Referencing an Extender script
35 views
Skip to first unread message
Ailton Caetano
Nov 28, 2022, 9:46:48 AM11/28/22
to OWASP ZAP Scripts
Hi Folks, how are you?
I've developed a window through an Extender script to store the requests I've made with an active rule script. The problem that I'm facing now is how to reference that same Extender script, so that I can call the function that adds the requests/responses to that window.I've tried using the GlobalVar thing, but it only comes out as a string on the other side and even if I would find a way to typecast it, I'd have to redefine the functions at the local scope, which brings me to the first question again =]
So, is there a way to reference an Extender script that has already been loaded and enabled, along with its internal variables and functions?
Regards,
Ailton Caetano
thc...@gmail.com
Nov 28, 2022, 9:57:06 AM11/28/22
to zaproxy...@googlegroups.com
Hi.
You can use the GlobarVars but set/get it as a custom var.
https://www.zaproxy.org/docs/desktop/addons/script-console/#custom-globalscript-variables
Best regards.
You can use the GlobarVars but set/get it as a custom var.
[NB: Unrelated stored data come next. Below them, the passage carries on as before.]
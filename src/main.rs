use std::path::PathBuf;
use std::process::ExitCode;

use clap::{Parser, Subcommand};
use tracing_subscriber::{layer::SubscriberExt, util::SubscriberInitExt};

use pbxsplice::config::{self, Config};
use pbxsplice::document::ManifestDocument;
use pbxsplice::models::*;
use pbxsplice::{engine, render};

#[derive(Parser)]
#[command(name = "pbxsplice")]
#[command(about = "Add, relocate and remove entries in an Xcode project manifest")]
struct Cli {
    /// The project.pbxproj (or .xcodeproj bundle) to edit
    #[arg(short, long, global = true)]
    manifest: Option<PathBuf>,

    /// Config file (defaults to <config dir>/pbxsplice/config.json)
    #[arg(short, long, global = true)]
    config: Option<PathBuf>,

    /// Apply changes in memory and report, without writing
    #[arg(long, global = true)]
    dry_run: bool,

    /// Print the report as JSON
    #[arg(long, global = true)]
    json: bool,

    #[command(subcommand)]
    command: Commands,
}

#[derive(Subcommand)]
enum Commands {
    /// Apply a JSON change-set (or the one in the config file)
    Apply {
        /// Change-set file
        change_set: Option<PathBuf>,
    },
    /// Reference source files and add them to a group and build phase
    Add {
        /// Paths relative to the group
        #[arg(required = true)]
        paths: Vec<String>,

        /// Group receiving the files
        #[arg(short, long)]
        group: Option<String>,

        /// Build phase for compiled files
        #[arg(short, long, default_value = "Sources")]
        phase: String,

        /// Target owning the build phase
        #[arg(short, long)]
        target: Option<String>,

        /// lastKnownFileType; inferred from the extension when omitted
        #[arg(short, long)]
        kind: Option<String>,

        /// Reuse existing references with the same path
        #[arg(long)]
        idempotent: bool,

        /// Do not add compiled files to a build phase
        #[arg(long)]
        no_build: bool,
    },
    /// Rewrite a file reference's path
    Relocate {
        from: String,
        to: String,

        /// Only consider children of this group
        #[arg(short, long)]
        group: Option<String>,
    },
    /// Remove a Swift package product and everything referring to it
    Remove { product: String },
    /// Point a remote package reference at another repository
    Repoint { from_url: String, to_url: String },
    /// List the records of a section
    Show { section: String },
    /// Print the JSON schema of change-set files
    Schema,
}

/// Initialize tracing on stderr so stdout only carries the report
fn init_tracing() {
    let filter = tracing_subscriber::EnvFilter::new(
        std::env::var("RUST_LOG").unwrap_or_else(|_| "pbxsplice=info".into()),
    );

    tracing_subscriber::registry()
        .with(filter)
        .with(tracing_subscriber::fmt::layer().with_writer(std::io::stderr))
        .init();
}

fn main() -> anyhow::Result<ExitCode> {
    let cli = Cli::parse();
    init_tracing();

    let mut config = match &cli.config {
        Some(path) => Config::load(path)?,
        None => Config::load_default()?,
    };
    if cli.manifest.is_some() {
        config.manifest_path = cli.manifest.clone();
    }
    config.dry_run |= cli.dry_run;

    let change_set = match cli.command {
        Commands::Schema => {
            let schema = schemars::schema_for!(ChangeSet);
            println!("{}", serde_json::to_string_pretty(&schema)?);
            return Ok(ExitCode::SUCCESS);
        }
        Commands::Show { section } => {
            let doc = ManifestDocument::load(&config.manifest()?)?;
            let section = doc.section(&section)?;
            for record in &section.records {
                println!("{}  {:?}  {}", record.id, record.kind, record.label());
            }
            return Ok(ExitCode::SUCCESS);
        }
        Commands::Apply { change_set } => match change_set {
            Some(path) => config::load_change_set(&path)?,
            None => config.change_set.clone(),
        },
        Commands::Add {
            paths,
            group,
            phase,
            target,
            kind,
            idempotent,
            no_build,
        } => ChangeSet {
            add: paths
                .into_iter()
                .map(|path| FileAddition {
                    path,
                    kind: kind.clone(),
                    group: group.clone(),
                    phase: Some(phase.clone()),
                    target: target.clone(),
                    no_build,
                    idempotent,
                })
                .collect(),
            ..Default::default()
        },
        Commands::Relocate { from, to, group } => ChangeSet {
            relocate: vec![Relocation { from, to, group }],
            ..Default::default()
        },
        Commands::Remove { product } => ChangeSet {
            remove: vec![product],
            ..Default::default()
        },
        Commands::Repoint { from_url, to_url } => ChangeSet {
            repoint: vec![PackageRepoint { from_url, to_url }],
            ..Default::default()
        },
    };

    if change_set.is_empty() {
        anyhow::bail!("Nothing to do: the change-set is empty");
    }

    let manifest = config.manifest()?;
    let report = engine::run(&manifest, &change_set, config.dry_run)?;

    if cli.json {
        println!("{}", serde_json::to_string_pretty(&report)?);
    } else {
        print!("{}", render::render_report(&report));
    }

    Ok(if report.has_failures() {
        ExitCode::FAILURE
    } else {
        ExitCode::SUCCESS
    })
}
https://www.zaproxy.org/docs/desktop/addons/script-console/#custom-globalscript-variables
Best regards.
Ailton Caetano
Nov 28, 2022, 10:37:16 AM11/28/22
to OWASP ZAP Scripts
Hi,
I'm trying your recommendation, but it is not working. I've used the GlobalCustomVar one and, although a print is able to display the function code, the var into which it was assigned has an object class of "undefined" and executing it returns a java.lang.NoSuchMethodException exception.
Here is a snippet:
<--- File a.js --->
function addEntry(msg) {
model.addEntry(msg);
}
ScriptVars.setGlobalCustomVar("addEntry", addEntry)
model.addEntry(msg);
}
ScriptVars.setGlobalCustomVar("addEntry", addEntry)
</--- File a.js --->
<--- File b.js --->
var addEntry = ScriptVars.getGlobalCustomVar("addEntry");
print(addEntry)
addEntry(msg)
var addEntry = ScriptVars.getGlobalCustomVar("addEntry");
print(addEntry)
addEntry(msg)
</--- File b.js --->
print(addEntry) displays "function addEntry(msg) { model.addEntry(msg);}" as expected but executing addEntry(msg) returns the mentioned exception.
Any tips?
Regards,
Ailton Caetano
--
You received this message because you are subscribed to the Google Groups "OWASP ZAP Scripts" group.
To unsubscribe from this group and stop receiving emails from it, send an email to zaproxy-scrip...@googlegroups.com.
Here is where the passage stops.